Pogues frontman Shane MacGowan, best known for the holiday favorite “Fairytale in New York,” has died after a bout with viral encephalitis. He was 65.
His wife Victoria Mary Clarke confirmed the news on Instagram, declaring that “the start and end of everything I hold dear has gone to be with Jesus and Mary and his beautiful mother Therese.” MacGowan had recently been discharged from the hospital where he had been staying since being diagnosed with the disease.
The Pogues recorded five albums with MacGowan beginning in 1984, brilliantly combining traditional Irish music with punk rock. He was fired in the early ’90s during a ferocious bout with alcoholism, but not before the Pogues’ duet with Kirsty MacColl on “Fairytale in New York” had become a timeless classic. The single reached No. 1 on the Irish charts, No. 2 in the U.K. and the Top 10 in Norway and New Zealand.
“In Irish pubs where they still sing, ‘Fairytale’ has become as much a standard as ‘Danny Boy’ or ‘The Fields of Athenry,'” MacGowan once told The Guardian. “So I’m like the writers of all those traditional standards, except I’m not anonymous. Or dead.”
MacGowan was diagnosed with viral encephalitis in late 2022, receiving several rounds of medical care while fighting this rare life-threatening condition which causes brain swelling. He’d just joined TikTok. Doctors were initially upbeat, and MacGowan quickly re-emerged in January to wish fans a happy new year. Bruce Springsteen then paid a visit ahead of three sold-out concerts in Dublin.
“He’s the man, you know?” Springsteen told popular Irish television host Ryan Tubridy. “I truly believe … that a hundred years from now, most of us will be forgotten, but I do believe that Shane’s music is going to be remembered and sung. It’s just deep in the nature of it.”
Watch the Pogues’ ‘Fairytale in New York’ Video
When Things Took a Turn for the Worse
MacGowan was re-admitted to the hospital in June. A few months later, his wife Victoria Mary Clarke said she was “feeling really, really grateful that Shane MacGowan is looking so bright today,” adding that they were “determined as ever to get home!”
Things took a turn for the worse in November, however, and MacGowan’s Pogues bandmates Spider Stacy and Terry Woods rushed to his bedside.
MacGowan had met Stacy in the restroom during a Ramones show in 1977 at the Roundhouse in London. “He’s a very strong character and he makes a very strong impression on people,” Stacy told The Guardian. “But I took to him straight away and was impressed by his intelligence and erudition; he’s very well-read.”
They’d co-found the Pogues with others in 1982 and initially called themselves “Pogue Mahone,” which translates from Irish Gaelic into “kiss my arse.” The Pogues released four consecutive Top 20 gold-selling U.K. hit albums with MacGowan after their 1984 debut Red Roses for Me stalled out at No. 89. Their seven Top 10 Irish hit singles included 1987’s “The Irish Rover,” which became the first of two straight No. 1 hits in the group’s home country, followed by “Fairytale in New York.”

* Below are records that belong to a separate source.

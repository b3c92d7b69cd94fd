use std::sync::Arc;

use argon2::{
    Argon2, PasswordHash, PasswordHasher, PasswordVerifier,
    password_hash::{SaltString, rand_core::OsRng},
};
use axum::{Json, extract::State, http::StatusCode, response::IntoResponse};

use courier_auth::{AuthError, TokenCodec};
use courier_db::Database;
use courier_gateway::dispatcher::MessageDispatcher;
use courier_gateway::registry::ConnectionRegistry;
use courier_types::api::{LoginRequest, RefreshRequest, RegisterRequest, Role};

use crate::profile::user_view;
use crate::{valid_email, valid_phone};

pub type AppState = Arc<AppStateInner>;

pub struct AppStateInner {
    pub db: Arc<Database>,
    pub codec: TokenCodec,
    pub registry: ConnectionRegistry,
    pub dispatcher: MessageDispatcher,
}

pub async fn register(
    State(state): State<AppState>,
    Json(req): Json<RegisterRequest>,
) -> Result<impl IntoResponse, StatusCode> {
    // Validate input
    if req.username.len() < 3 || req.username.len() > 20 {
        return Err(StatusCode::BAD_REQUEST);
    }
    if req.password.len() < 8 {
        return Err(StatusCode::BAD_REQUEST);
    }
    if !valid_phone(&req.phone) || !valid_email(&req.email) {
        return Err(StatusCode::BAD_REQUEST);
    }

    // Check if username is taken
    if state
        .db
        .get_user_by_username(&req.username)
        .map_err(|_| StatusCode::INTERNAL_SERVER_ERROR)?
        .is_some()
    {
        return Err(StatusCode::CONFLICT);
    }

    // Hash password with Argon2id
    let salt = SaltString::generate(&mut OsRng);
    let argon2 = Argon2::default();
    let password_hash = argon2
        .hash_password(req.password.as_bytes(), &salt)
        .map_err(|_| StatusCode::INTERNAL_SERVER_ERROR)?
        .to_string();

    let user_id = state
        .db
        .create_user(&req.username, &password_hash, req.role.as_str(), false)
        .map_err(|_| StatusCode::INTERNAL_SERVER_ERROR)?;
    state
        .db
        .create_personal(user_id, &req.phone, &req.email)
        .map_err(|_| StatusCode::INTERNAL_SERVER_ERROR)?;

    let user = state
        .db
        .get_user_by_id(user_id)
        .map_err(|_| StatusCode::INTERNAL_SERVER_ERROR)?
        .ok_or(StatusCode::INTERNAL_SERVER_ERROR)?;
    let personal = state
        .db
        .get_personal(user_id)
        .map_err(|_| StatusCode::INTERNAL_SERVER_ERROR)?;

    Ok((StatusCode::CREATED, Json(user_view(user, personal, true))))
}

pub async fn login(
    State(state): State<AppState>,
    Json(req): Json<LoginRequest>,
) -> Result<impl IntoResponse, StatusCode> {
    let user = state
        .db
        .get_user_by_username(&req.username)
        .map_err(|_| StatusCode::INTERNAL_SERVER_ERROR)?
        .ok_or(StatusCode::UNAUTHORIZED)?;

    // Verify password
    let parsed_hash =
        PasswordHash::new(&user.password).map_err(|_| StatusCode::INTERNAL_SERVER_ERROR)?;
    Argon2::default()
        .verify_password(req.password.as_bytes(), &parsed_hash)
        .map_err(|_| StatusCode::UNAUTHORIZED)?;

    let email = state
        .db
        .get_personal(user.id)
        .map_err(|_| StatusCode::INTERNAL_SERVER_ERROR)?
        .map(|p| p.email);

    let role = user.role.parse::<Role>().unwrap_or_default();
    let pair = state
        .codec
        .issue_pair(&user.id.to_string(), role, user.is_superuser, email.as_deref())
        .map_err(|e| e.status())?;

    Ok((StatusCode::CREATED, Json(pair)))
}

/// Refresh protocol: the submitted refresh token must decode and carry
/// `id`, `role` and `is_superuser`, otherwise no tokens are issued.
pub async fn refresh(
    State(state): State<AppState>,
    Json(req): Json<RefreshRequest>,
) -> Result<impl IntoResponse, AuthError> {
    let pair = state.codec.refresh(&req.token)?;
    Ok((StatusCode::CREATED, Json(pair)))
}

But alcohol and drug use was making MacGowan increasingly violent and unreliable. Clarke had begun seeing him just as the Pogues were about to find their biggest successes, and she witnessed it all firsthand. “When I met him, he was very much a hell-raiser who would drink everything that was in front of him, take any drug you could think of and always step out in front of cars,” Clarke told The Irish Times. “I think he just thought he was indestructible.”

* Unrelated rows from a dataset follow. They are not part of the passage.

pub mod auth;
pub mod messages;
pub mod middleware;
pub mod profile;

use chrono::{DateTime, Utc};
use tracing::warn;

/// SQLite stores timestamps as "YYYY-MM-DD HH:MM:SS" without timezone.
/// Parse as naive UTC and convert, falling back through RFC 3339 first.
pub(crate) fn parse_timestamp(raw: &str) -> DateTime<Utc> {
    raw.parse::<DateTime<Utc>>()
        .or_else(|_| {
            chrono::NaiveDateTime::parse_from_str(raw, "%Y-%m-%d %H:%M:%S").map(|ndt| ndt.and_utc())
        })
        .unwrap_or_else(|e| {
            warn!("Corrupt timestamp '{}': {}", raw, e);
            DateTime::default()
        })
}

/// Expected format is +79005001010: leading '+', then 10-16 digits with
/// optional '-', '(', ')' or '.' separators.
pub(crate) fn valid_phone(phone: &str) -> bool {
    let Some(rest) = phone.strip_prefix('+') else {
        return false;
    };
    let mut chars = rest.chars();
    match chars.next() {
        Some(c) if ('1'..='9').contains(&c) => {}
        _ => return false,
    }
    (10..=16).contains(&rest.len())
        && chars.all(|c| c.is_ascii_digit() || matches!(c, '-' | '(' | ')' | '.'))
}

pub(crate) fn valid_email(email: &str) -> bool {
    let Some((local, domain)) = email.split_once('@') else {
        return false;
    };
    !local.is_empty()
        && domain.contains('.')
        && !domain.starts_with('.')
        && !domain.ends_with('.')
}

MacGowan claimed to have had his first drink at age five, when a family member offered Guinness beer to help him sleep. (This revelation appeared in 2001’s aptly titled A Drink With Shane MacGowan, written with Clarke years before they finally married in 2018.) He was drinking whiskey at 6. “My uncle John who was walking past, looked at me drunk and said ‘What the fuck!'” he recalled in the 2020 film Crock of Gold: A Few Rounds with Shane MacGowan. “I was out of my brain. That was the first time I got drunk on whiskey and there’s been a few bottles of whiskey since then.”

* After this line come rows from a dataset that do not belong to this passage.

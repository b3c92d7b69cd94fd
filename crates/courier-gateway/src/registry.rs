use std::collections::HashMap;
use std::sync::Arc;

use tokio::sync::{RwLock, mpsc};
use uuid::Uuid;

/// Handle to one live connection's outbound channel. The `conn_id`
/// distinguishes channel instances so a stale disconnect can be told apart
/// from the channel currently registered for the same subject.
#[derive(Debug, Clone)]
pub struct ChannelHandle {
    conn_id: Uuid,
    tx: mpsc::UnboundedSender<String>,
}

impl ChannelHandle {
    /// Fresh channel plus the receiving end its connection task drains.
    pub fn open() -> (Self, mpsc::UnboundedReceiver<String>) {
        let (tx, rx) = mpsc::unbounded_channel();
        (
            Self {
                conn_id: Uuid::new_v4(),
                tx,
            },
            rx,
        )
    }

    pub fn conn_id(&self) -> Uuid {
        self.conn_id
    }

    /// Queue a payload for the owning connection. Returns false when the
    /// connection task has already dropped its receiver.
    pub fn push(&self, payload: String) -> bool {
        self.tx.send(payload).is_ok()
    }
}

/// Maps a subject to its single live delivery channel. Explicitly
/// constructed at startup and handed to session handlers; exclusively owns
/// the mapping table.
#[derive(Clone)]
pub struct ConnectionRegistry {
    inner: Arc<RwLock<HashMap<i64, ChannelHandle>>>,
}

impl ConnectionRegistry {
    pub fn new() -> Self {
        Self {
            inner: Arc::new(RwLock::new(HashMap::new())),
        }
    }

    /// Insert or overwrite the mapping for a subject. The displaced
    /// channel, if any, is not closed here; its connection detects closure
    /// on its own.
    pub async fn register(&self, subject_id: i64, channel: ChannelHandle) {
        self.inner.write().await.insert(subject_id, channel);
    }

    /// Compare-and-remove: drops the mapping only while `channel` is still
    /// the registered instance, so a late disconnect of a replaced
    /// connection never evicts its successor.
    pub async fn unregister(&self, subject_id: i64, channel: &ChannelHandle) {
        let mut map = self.inner.write().await;
        if let Some(current) = map.get(&subject_id) {
            if current.conn_id == channel.conn_id {
                map.remove(&subject_id);
            }
        }
    }

    pub async fn is_registered(&self, subject_id: i64) -> bool {
        self.inner.read().await.contains_key(&subject_id)
    }

    pub async fn lookup(&self, subject_id: i64) -> Option<ChannelHandle> {
        self.inner.read().await.get(&subject_id).cloned()
    }

    /// Best-effort push: writes the payload if the subject has a live
    /// channel and reports whether delivery was attempted. Nothing is
    /// queued or retried for absent subjects.
    pub async fn deliver(&self, subject_id: i64, payload: String) -> bool {
        match self.inner.read().await.get(&subject_id) {
            Some(channel) => channel.push(payload),
            None => false,
        }
    }
}

#[cfg(test)]
mod tests {
    use super::*;

    #[tokio::test]
    async fn register_overwrites_previous_channel() {
        let registry = ConnectionRegistry::new();
        let (c1, _rx1) = ChannelHandle::open();
        let (c2, _rx2) = ChannelHandle::open();

        registry.register(7, c1).await;
        registry.register(7, c2.clone()).await;

        let current = registry.lookup(7).await.unwrap();
        assert_eq!(current.conn_id(), c2.conn_id());
    }

    #[tokio::test]
    async fn stale_unregister_is_a_noop() {
        let registry = ConnectionRegistry::new();
        let (c1, _rx1) = ChannelHandle::open();
        let (c2, _rx2) = ChannelHandle::open();

        registry.register(7, c1.clone()).await;
        registry.register(7, c2.clone()).await;
        registry.unregister(7, &c1).await;

        assert!(registry.is_registered(7).await);
        assert_eq!(registry.lookup(7).await.unwrap().conn_id(), c2.conn_id());

        registry.unregister(7, &c2).await;
        assert!(!registry.is_registered(7).await);
    }

    #[tokio::test]
    async fn deliver_to_unregistered_subject_is_false() {
        let registry = ConnectionRegistry::new();
        assert!(!registry.deliver(42, "hello".into()).await);
    }

    #[tokio::test]
    async fn deliver_reaches_the_registered_channel() {
        let registry = ConnectionRegistry::new();
        let (channel, mut rx) = ChannelHandle::open();
        registry.register(1, channel).await;

        assert!(registry.deliver(1, "hi".into()).await);
        assert_eq!(rx.try_recv().unwrap(), "hi");
    }
}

Watch the Pogues Perform ‘Irish Rover’ With the Dubliners
A Reunion Then the Final Split
MacGowan missed the initial dates on the tour in support of the Pogues’ 1989 collaboration with producer Joe Strummer, Hell’s Ditch. Strummer ended up filling in. The last straw came with a desultory appearance in 1991 at the WOMAD Festival in Japan. Stacy took over as lead vocalist, leading the Pogues to their best-ever stateside showing with 1993’s “Tuesday Morning,” a No. 11 hit on the alternative rock chart. Waiting for Herb reached the U.K. Top 20, as well, but then the follow-up Pogue Mahone tanked and the Pogues split in 1996.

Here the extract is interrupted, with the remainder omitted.